Prompt
Nothing but the lines below between the line holding "filename src/services/review_service.rs" and the line holding "an existing campground", inclusive, should appear in the answer, each set down exactly.

####

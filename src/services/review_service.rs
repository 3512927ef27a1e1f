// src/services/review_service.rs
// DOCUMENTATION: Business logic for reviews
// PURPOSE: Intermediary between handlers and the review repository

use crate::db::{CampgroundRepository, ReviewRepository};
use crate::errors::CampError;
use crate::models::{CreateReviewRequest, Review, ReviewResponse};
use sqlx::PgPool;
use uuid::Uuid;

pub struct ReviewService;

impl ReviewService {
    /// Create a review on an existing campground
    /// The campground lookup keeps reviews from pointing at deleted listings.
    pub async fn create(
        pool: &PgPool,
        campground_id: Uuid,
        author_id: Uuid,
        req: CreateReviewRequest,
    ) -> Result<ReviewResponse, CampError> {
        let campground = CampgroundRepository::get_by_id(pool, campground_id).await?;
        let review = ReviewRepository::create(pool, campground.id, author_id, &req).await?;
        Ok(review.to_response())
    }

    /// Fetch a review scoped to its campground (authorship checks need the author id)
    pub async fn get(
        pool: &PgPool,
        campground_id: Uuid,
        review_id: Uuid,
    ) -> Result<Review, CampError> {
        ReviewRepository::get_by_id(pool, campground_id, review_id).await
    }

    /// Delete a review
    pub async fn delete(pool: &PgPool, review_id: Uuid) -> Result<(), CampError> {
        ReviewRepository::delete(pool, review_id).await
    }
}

####

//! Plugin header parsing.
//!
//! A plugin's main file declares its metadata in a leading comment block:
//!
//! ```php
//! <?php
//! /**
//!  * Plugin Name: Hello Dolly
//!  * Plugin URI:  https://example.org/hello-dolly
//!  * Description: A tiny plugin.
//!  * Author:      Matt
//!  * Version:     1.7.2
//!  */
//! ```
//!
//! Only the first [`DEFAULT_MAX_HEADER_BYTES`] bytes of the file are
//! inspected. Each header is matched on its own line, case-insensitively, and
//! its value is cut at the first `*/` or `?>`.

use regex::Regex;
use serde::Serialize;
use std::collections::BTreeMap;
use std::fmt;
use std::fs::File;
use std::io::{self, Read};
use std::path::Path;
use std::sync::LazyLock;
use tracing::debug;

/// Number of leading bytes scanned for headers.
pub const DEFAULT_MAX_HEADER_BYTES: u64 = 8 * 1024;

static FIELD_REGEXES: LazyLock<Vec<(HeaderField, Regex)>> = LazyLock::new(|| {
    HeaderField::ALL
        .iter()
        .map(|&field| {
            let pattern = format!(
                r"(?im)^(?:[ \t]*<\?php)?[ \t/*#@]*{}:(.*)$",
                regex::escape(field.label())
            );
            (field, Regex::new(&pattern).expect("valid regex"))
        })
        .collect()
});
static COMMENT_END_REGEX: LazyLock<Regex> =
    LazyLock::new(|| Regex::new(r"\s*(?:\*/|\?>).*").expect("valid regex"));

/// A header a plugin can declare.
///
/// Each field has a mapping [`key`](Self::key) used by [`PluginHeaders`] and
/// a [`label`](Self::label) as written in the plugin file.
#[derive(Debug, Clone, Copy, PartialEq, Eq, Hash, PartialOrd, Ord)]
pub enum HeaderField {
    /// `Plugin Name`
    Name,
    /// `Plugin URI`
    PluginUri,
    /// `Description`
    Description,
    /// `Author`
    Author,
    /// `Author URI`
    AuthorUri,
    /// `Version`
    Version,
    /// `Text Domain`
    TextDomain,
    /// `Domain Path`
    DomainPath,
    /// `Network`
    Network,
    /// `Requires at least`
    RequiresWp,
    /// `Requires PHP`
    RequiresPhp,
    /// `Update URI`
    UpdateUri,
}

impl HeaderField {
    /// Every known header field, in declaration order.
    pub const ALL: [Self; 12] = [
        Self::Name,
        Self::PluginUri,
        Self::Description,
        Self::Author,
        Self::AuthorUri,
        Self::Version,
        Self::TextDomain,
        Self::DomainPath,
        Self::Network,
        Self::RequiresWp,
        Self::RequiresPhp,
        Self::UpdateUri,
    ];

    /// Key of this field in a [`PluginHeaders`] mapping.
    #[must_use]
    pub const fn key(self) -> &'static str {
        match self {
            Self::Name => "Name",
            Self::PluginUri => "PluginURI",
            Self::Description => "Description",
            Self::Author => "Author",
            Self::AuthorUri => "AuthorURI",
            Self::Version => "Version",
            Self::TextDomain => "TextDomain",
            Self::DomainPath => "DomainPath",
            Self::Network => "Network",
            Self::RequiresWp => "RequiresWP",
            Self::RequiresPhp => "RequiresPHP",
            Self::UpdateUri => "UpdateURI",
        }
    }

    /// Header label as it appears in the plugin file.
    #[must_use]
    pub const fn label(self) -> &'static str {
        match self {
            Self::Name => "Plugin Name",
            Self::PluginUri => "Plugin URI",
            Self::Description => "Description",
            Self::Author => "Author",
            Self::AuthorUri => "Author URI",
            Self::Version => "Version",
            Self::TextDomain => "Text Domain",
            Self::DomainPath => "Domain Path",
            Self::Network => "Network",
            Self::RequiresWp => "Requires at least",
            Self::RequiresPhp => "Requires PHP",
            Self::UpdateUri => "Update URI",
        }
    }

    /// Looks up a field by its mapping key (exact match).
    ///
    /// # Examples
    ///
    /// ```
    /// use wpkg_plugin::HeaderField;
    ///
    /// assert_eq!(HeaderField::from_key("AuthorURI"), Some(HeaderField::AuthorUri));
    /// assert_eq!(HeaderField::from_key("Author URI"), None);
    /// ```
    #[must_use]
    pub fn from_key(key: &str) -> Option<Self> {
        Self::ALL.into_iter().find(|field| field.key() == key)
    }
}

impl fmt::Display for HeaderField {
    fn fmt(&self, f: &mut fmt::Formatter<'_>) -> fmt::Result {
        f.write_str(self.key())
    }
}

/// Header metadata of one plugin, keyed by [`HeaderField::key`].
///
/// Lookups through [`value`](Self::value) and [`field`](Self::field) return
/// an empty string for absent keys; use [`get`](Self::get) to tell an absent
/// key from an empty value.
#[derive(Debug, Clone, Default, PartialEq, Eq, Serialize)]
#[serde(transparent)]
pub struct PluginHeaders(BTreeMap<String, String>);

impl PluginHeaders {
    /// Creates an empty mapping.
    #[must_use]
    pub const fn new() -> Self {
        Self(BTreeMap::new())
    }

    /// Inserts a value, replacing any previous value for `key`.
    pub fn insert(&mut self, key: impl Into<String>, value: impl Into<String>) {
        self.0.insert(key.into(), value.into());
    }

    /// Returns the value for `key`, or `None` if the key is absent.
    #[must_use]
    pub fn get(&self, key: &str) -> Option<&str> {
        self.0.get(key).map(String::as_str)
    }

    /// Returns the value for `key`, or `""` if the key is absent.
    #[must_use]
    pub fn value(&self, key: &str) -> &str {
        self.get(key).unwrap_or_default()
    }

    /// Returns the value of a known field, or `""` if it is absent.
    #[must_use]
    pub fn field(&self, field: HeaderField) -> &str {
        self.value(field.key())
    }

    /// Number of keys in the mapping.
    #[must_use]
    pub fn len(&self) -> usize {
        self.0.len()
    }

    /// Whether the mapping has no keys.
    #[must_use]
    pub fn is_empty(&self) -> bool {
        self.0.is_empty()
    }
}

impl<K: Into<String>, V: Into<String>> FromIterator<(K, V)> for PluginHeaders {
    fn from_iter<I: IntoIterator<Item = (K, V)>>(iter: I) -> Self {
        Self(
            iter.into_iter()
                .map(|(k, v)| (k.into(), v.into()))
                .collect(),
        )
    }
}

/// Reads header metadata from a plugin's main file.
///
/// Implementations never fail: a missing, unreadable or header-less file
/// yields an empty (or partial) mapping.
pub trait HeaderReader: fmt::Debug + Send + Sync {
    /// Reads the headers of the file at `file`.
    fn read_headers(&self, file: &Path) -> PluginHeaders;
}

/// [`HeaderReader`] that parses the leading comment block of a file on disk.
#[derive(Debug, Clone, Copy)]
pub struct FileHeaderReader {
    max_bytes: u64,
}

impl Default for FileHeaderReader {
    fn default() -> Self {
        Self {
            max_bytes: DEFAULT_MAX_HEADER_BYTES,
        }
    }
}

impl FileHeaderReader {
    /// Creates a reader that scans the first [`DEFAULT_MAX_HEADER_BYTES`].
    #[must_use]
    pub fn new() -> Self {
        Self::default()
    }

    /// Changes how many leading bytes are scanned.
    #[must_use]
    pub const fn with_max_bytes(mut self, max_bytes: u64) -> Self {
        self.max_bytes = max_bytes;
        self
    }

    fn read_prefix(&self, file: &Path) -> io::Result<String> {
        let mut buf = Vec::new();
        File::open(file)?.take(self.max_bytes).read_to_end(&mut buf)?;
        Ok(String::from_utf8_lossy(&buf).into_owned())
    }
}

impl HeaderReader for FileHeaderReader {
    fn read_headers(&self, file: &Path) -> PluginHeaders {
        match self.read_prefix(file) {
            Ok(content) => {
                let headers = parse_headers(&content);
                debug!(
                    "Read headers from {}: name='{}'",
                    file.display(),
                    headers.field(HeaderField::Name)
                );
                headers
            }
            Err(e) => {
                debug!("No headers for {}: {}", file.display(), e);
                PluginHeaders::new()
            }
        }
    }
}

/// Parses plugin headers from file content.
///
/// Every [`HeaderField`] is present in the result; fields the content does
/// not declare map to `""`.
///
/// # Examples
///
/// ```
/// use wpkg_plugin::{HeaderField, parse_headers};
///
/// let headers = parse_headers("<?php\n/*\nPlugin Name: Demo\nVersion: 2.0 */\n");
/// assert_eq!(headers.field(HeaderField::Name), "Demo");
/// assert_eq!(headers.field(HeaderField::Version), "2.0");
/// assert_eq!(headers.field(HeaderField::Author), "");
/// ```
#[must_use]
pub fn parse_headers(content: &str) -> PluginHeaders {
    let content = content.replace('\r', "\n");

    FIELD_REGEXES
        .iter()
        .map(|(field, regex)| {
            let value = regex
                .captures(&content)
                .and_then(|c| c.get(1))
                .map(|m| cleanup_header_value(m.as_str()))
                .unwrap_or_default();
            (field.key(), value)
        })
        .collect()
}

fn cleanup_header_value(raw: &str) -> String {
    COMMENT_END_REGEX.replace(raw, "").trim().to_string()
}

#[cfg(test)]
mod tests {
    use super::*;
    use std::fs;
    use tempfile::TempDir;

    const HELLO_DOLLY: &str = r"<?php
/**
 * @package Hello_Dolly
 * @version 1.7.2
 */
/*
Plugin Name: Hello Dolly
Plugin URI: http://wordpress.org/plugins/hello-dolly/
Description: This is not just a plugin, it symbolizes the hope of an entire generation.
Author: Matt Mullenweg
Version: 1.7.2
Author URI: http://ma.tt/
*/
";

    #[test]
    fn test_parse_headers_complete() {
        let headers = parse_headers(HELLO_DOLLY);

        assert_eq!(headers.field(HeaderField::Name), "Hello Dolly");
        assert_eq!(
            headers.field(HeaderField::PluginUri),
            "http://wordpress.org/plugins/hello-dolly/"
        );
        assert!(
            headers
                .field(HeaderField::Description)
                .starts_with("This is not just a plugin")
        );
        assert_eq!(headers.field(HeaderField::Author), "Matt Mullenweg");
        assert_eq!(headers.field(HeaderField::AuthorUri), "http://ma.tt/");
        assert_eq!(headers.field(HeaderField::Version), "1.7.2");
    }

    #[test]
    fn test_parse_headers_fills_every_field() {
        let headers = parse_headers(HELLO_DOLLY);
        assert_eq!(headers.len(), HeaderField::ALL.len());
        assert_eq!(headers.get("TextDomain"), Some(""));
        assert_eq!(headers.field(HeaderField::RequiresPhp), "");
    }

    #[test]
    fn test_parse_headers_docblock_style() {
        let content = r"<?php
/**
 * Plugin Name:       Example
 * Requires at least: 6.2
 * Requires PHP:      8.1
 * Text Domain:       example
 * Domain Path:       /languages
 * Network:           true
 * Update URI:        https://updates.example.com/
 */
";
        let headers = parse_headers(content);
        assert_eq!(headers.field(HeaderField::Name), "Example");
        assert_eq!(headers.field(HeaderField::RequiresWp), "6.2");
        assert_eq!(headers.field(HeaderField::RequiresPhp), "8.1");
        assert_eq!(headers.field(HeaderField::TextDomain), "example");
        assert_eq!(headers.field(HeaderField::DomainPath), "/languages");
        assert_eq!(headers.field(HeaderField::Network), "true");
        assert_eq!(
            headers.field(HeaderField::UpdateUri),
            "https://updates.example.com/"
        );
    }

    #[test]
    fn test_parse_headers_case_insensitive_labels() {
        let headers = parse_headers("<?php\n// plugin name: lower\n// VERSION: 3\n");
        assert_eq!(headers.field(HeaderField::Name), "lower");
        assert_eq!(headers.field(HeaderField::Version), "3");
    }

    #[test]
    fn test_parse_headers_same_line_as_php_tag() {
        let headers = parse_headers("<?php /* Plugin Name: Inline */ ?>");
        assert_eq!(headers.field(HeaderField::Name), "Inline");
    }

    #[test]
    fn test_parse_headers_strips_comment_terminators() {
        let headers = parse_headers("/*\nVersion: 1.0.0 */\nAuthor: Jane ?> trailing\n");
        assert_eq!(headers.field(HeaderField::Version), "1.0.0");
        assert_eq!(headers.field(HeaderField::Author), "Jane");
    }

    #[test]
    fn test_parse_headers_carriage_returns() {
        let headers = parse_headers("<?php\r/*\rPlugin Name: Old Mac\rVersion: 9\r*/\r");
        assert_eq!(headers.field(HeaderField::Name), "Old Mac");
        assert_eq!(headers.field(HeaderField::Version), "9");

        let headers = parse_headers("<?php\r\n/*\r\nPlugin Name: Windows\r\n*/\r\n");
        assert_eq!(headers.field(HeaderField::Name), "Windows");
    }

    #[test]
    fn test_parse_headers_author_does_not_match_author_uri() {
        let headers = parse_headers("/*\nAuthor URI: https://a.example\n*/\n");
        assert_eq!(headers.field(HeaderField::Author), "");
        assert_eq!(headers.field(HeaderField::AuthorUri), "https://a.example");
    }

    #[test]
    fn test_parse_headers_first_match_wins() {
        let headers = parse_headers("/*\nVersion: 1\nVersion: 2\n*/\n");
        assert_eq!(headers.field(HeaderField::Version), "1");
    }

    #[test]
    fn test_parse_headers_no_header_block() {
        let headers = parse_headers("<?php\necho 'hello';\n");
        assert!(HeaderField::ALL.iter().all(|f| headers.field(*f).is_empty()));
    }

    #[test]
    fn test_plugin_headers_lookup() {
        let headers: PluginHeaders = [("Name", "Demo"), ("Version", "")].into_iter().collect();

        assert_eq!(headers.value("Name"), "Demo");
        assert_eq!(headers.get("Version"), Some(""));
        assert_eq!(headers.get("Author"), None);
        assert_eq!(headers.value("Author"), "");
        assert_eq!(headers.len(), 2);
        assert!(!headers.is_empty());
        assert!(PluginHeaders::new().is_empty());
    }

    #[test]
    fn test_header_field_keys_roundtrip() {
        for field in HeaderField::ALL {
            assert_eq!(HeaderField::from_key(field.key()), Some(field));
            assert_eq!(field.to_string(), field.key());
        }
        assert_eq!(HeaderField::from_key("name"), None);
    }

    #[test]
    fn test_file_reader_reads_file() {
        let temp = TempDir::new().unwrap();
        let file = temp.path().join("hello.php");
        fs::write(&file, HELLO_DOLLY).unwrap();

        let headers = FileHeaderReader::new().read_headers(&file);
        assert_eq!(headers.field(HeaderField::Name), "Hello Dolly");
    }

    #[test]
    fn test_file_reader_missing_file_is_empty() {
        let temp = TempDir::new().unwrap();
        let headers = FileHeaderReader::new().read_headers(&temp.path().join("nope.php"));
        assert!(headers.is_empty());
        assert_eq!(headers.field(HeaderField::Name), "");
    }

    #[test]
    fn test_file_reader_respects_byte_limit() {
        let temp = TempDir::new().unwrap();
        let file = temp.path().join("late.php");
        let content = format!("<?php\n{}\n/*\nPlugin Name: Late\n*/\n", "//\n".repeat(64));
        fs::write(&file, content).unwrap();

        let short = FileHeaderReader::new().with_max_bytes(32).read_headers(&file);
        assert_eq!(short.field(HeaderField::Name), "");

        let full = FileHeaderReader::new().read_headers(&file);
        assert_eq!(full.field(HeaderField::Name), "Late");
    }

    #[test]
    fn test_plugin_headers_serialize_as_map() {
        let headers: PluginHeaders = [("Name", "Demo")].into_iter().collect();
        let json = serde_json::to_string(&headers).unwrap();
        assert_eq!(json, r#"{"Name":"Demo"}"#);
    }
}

####

Answer for this exercise
filename src/services/review_service.rs
repository 3512927ef27a1e1f
// src/services/review_service.rs
// DOCUMENTATION: Business logic for reviews
// PURPOSE: Intermediary between handlers and the review repository

use crate::db::{CampgroundRepository, ReviewRepository};
use crate::errors::CampError;
use crate::models::{CreateReviewRequest, Review, ReviewResponse};
use sqlx::PgPool;
use uuid::Uuid;

pub struct ReviewService;

impl ReviewService {
    /// Create a review on an existing campground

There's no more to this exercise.